Le feu passa au vert.

— Tu préférais quand j’étais philosophe ? demanda-t-il.

— Je préférais quand tu faisais semblant d’être normal.

— Je n’ai jamais été très bon.

— Je sais.

Elle le dit sans méchanceté.

Comme une vieille vérité familiale.

— L’Empire, ce n’est pas contre toi, dit Alex.

— Je sais.

— C’est même un peu pour toi.

— Je sais aussi.

— Ah.

— Mais ça ne veut pas dire que tu dois venir au collège déguisé en empereur.

Silence.

— Nuance importante, dit Alex.

— Oui.

— Jul aurait dit pareil.

— Jul n’existe pas.

— C’est une position.

— C’est ma position.

Alex sourit.

— Tu es très républicaine ce matin.

— Je suis en troisième. C’est pire.

Ils arrivèrent près du collège.

Alex ralentit avant la rue.

Claire vérifia son sac, ses cheveux, son téléphone.

— Tu restes là.

— Je peux avancer un peu.

— Non.

— Juste devant le portail ?

— Non.

— Je ne descends pas.

— Encore heureux.

Il coupa le moteur.

Des élèves passaient avec leurs sacs et leurs mines fatiguées. Aucun ne savait qu’un Empereur d’Absurdie venait d’être neutralisé à cent mètres du portail par une adolescente en jean.

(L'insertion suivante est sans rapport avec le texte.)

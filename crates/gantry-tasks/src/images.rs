//! Images task: a webp variant and an optimized original per image.

use std::fs;
use std::io::Cursor;
use std::path::{Path, PathBuf};

use image::codecs::jpeg::JpegEncoder;
use image::codecs::png::{CompressionType, FilterType, PngEncoder};
use image::codecs::webp::WebPEncoder;
use image::{ColorType, DynamicImage, ImageEncoder};
use rayon::prelude::*;

use crate::paths::ProjectPaths;
use crate::task::{write_output, Batch, TaskError};

/// Default quality for re-encoded jpegs.
pub const DEFAULT_JPEG_QUALITY: u8 = 80;

/// Formats that get a webp variant.
const RASTER_EXTENSIONS: [&str; 4] = ["jpg", "jpeg", "png", "gif"];

/// Process every image in the source set.
///
/// The two variants of an image are produced independently; a failure in
/// one is logged and does not affect the other or any other image.
pub fn run(paths: &ProjectPaths, jpeg_quality: u8) -> Batch {
    let sources = paths.source.img.walk(paths.root());
    let src_dir = paths.img_src_dir();

    let results: Vec<Vec<Result<PathBuf, TaskError>>> = sources
        .par_iter()
        .map(|source| {
            let relative = source.strip_prefix(&src_dir).unwrap_or(source);
            let target = paths.build.img.join(relative);

            let mut results = Vec::with_capacity(2);
            if is_raster(source) {
                results.push(write_webp(source, &target.with_extension("webp")));
            }
            results.push(write_optimized(source, &target, jpeg_quality));
            results
        })
        .collect();

    Batch::collect(results.into_iter().flatten())
}

fn is_raster(path: &Path) -> bool {
    extension(path).is_some_and(|ext| RASTER_EXTENSIONS.contains(&ext.as_str()))
}

fn extension(path: &Path) -> Option<String> {
    path.extension()
        .and_then(|e| e.to_str())
        .map(|e| e.to_ascii_lowercase())
}

fn open(source: &Path) -> Result<DynamicImage, TaskError> {
    image::open(source).map_err(|e| TaskError::convert(source, e))
}

/// Encode a lossless webp copy.
pub fn write_webp(source: &Path, target: &Path) -> Result<PathBuf, TaskError> {
    let rgba = open(source)?.to_rgba8();

    let mut encoded = Vec::new();
    WebPEncoder::new_lossless(&mut encoded)
        .encode(rgba.as_raw(), rgba.width(), rgba.height(), ColorType::Rgba8)
        .map_err(|e| TaskError::convert(source, e))?;

    write_output(target, encoded)?;
    Ok(target.to_path_buf())
}

/// Re-encode in the original format, keeping the original bytes when the
/// re-encoded file is not smaller.
///
/// Jpeg output is baseline and png output is not interlaced; the `image`
/// encoders have no progressive or Adam7 mode.
pub fn write_optimized(source: &Path, target: &Path, jpeg_quality: u8) -> Result<PathBuf, TaskError> {
    let original = fs::read(source).map_err(|e| TaskError::read(source, e))?;

    let optimized = match extension(source).as_deref() {
        Some("png") => Some(encode_png(source)?),
        Some("jpg" | "jpeg") => Some(encode_jpeg(source, jpeg_quality)?),
        // gif animations, vectors, icons and webp are copied as-is
        _ => None,
    };

    let bytes = match optimized {
        Some(bytes) if bytes.len() < original.len() => bytes,
        _ => original,
    };

    write_output(target, bytes)?;
    Ok(target.to_path_buf())
}

fn encode_png(source: &Path) -> Result<Vec<u8>, TaskError> {
    let img = open(source)?;

    let mut encoded = Vec::new();
    PngEncoder::new_with_quality(&mut encoded, CompressionType::Best, FilterType::Adaptive)
        .write_image(img.as_bytes(), img.width(), img.height(), img.color())
        .map_err(|e| TaskError::convert(source, e))?;

    Ok(encoded)
}

fn encode_jpeg(source: &Path, quality: u8) -> Result<Vec<u8>, TaskError> {
    let rgb = open(source)?.to_rgb8();

    let mut encoded = Cursor::new(Vec::new());
    JpegEncoder::new_with_quality(&mut encoded, quality)
        .encode(rgb.as_raw(), rgb.width(), rgb.height(), ColorType::Rgb8)
        .map_err(|e| TaskError::convert(source, e))?;

    Ok(encoded.into_inner())
}

#[cfg(test)]
mod tests {
    use super::*;
    use crate::paths::PathsConfig;
    use image::{Rgb, RgbImage, Rgba, RgbaImage};
    use tempfile::tempdir;

    fn project() -> (tempfile::TempDir, ProjectPaths) {
        let temp = tempdir().unwrap();
        let root = temp.path().join("site");
        let img = root.join("src/img");
        fs::create_dir_all(img.join("hero")).unwrap();

        let png = RgbaImage::from_fn(32, 32, |x, y| Rgba([(x * 8) as u8, (y * 8) as u8, 120, 255]));
        png.save(img.join("logo.png")).unwrap();

        let jpg = RgbImage::from_fn(48, 24, |x, _| Rgb([(x * 5) as u8, 40, 200]));
        jpg.save(img.join("hero/bg.jpg")).unwrap();

        fs::write(img.join("icon.svg"), "<svg xmlns=\"http://www.w3.org/2000/svg\"/>").unwrap();

        let paths = ProjectPaths::new(&root, &PathsConfig::default());
        (temp, paths)
    }

    #[test]
    fn emits_two_outputs_per_raster_image() {
        let (_temp, paths) = project();

        let batch = run(&paths, DEFAULT_JPEG_QUALITY);

        assert_eq!(batch.failed, 0);
        // two raster inputs x two variants, plus the copied svg
        assert_eq!(batch.outputs.len(), 5);
        assert!(paths.build.img.join("logo.webp").exists());
        assert!(paths.build.img.join("logo.png").exists());
        assert!(paths.build.img.join("hero/bg.webp").exists());
        assert!(paths.build.img.join("hero/bg.jpg").exists());
        assert!(paths.build.img.join("icon.svg").exists());
    }

    #[test]
    fn optimized_copy_is_never_larger() {
        let (_temp, paths) = project();

        run(&paths, DEFAULT_JPEG_QUALITY);

        let original = fs::metadata(paths.img_src_dir().join("logo.png")).unwrap().len();
        let optimized = fs::metadata(paths.build.img.join("logo.png")).unwrap().len();
        assert!(optimized <= original);
    }

    #[test]
    fn webp_variant_decodes() {
        let (_temp, paths) = project();

        run(&paths, DEFAULT_JPEG_QUALITY);

        let webp = image::open(paths.build.img.join("logo.webp")).unwrap();
        assert_eq!((webp.width(), webp.height()), (32, 32));
    }

    #[test]
    fn isolates_broken_images() {
        let (_temp, paths) = project();
        fs::write(paths.img_src_dir().join("broken.png"), b"not a png").unwrap();

        let batch = run(&paths, DEFAULT_JPEG_QUALITY);

        assert_eq!(batch.failed, 2);
        assert!(paths.build.img.join("logo.webp").exists());
    }
}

Claire posa la main sur la poignée.

Puis elle s’arrêta.

— Papa.

— Oui ?

— J’aime bien que tu sois bizarre.

Il ne répondit pas.

— Mais pas devant tout le monde.

Alex hocha la tête.

— Compris.

— Et pas trop.

— “Pas trop”, c’est techniquement contre ma nature.

— Essaie.

Elle ouvrit la portière.

— Et arrête de mettre toutes tes conneries sur internet.

— Toutes ?

— Papa.

— D’accord. Pas toutes.

Elle leva les yeux au ciel, puis sourit.

— T’es fatigant.

— Je sais.

— Mais je t’aime.

Elle sortit.

Alex la regarda marcher vers le collège.

Sans couronne.

Sans médailles.

Sans proclamation.

Dans le rétroviseur, son visage parut soudain moins impérial.

Juste père.

Ce qui, certains matins, demandait plus de courage que régner.

Il attendit qu’elle passe le portail.

Puis il baissa les yeux vers la couronne posée sur le siège passager.

— Tu vois, Jul, murmura-t-il, elle a encore censuré l’Empire.

La fumée noire ne répondit pas.

Peut-être parce qu’elle n’était pas là.

Peut-être parce que, pour une fois, elle était d’accord.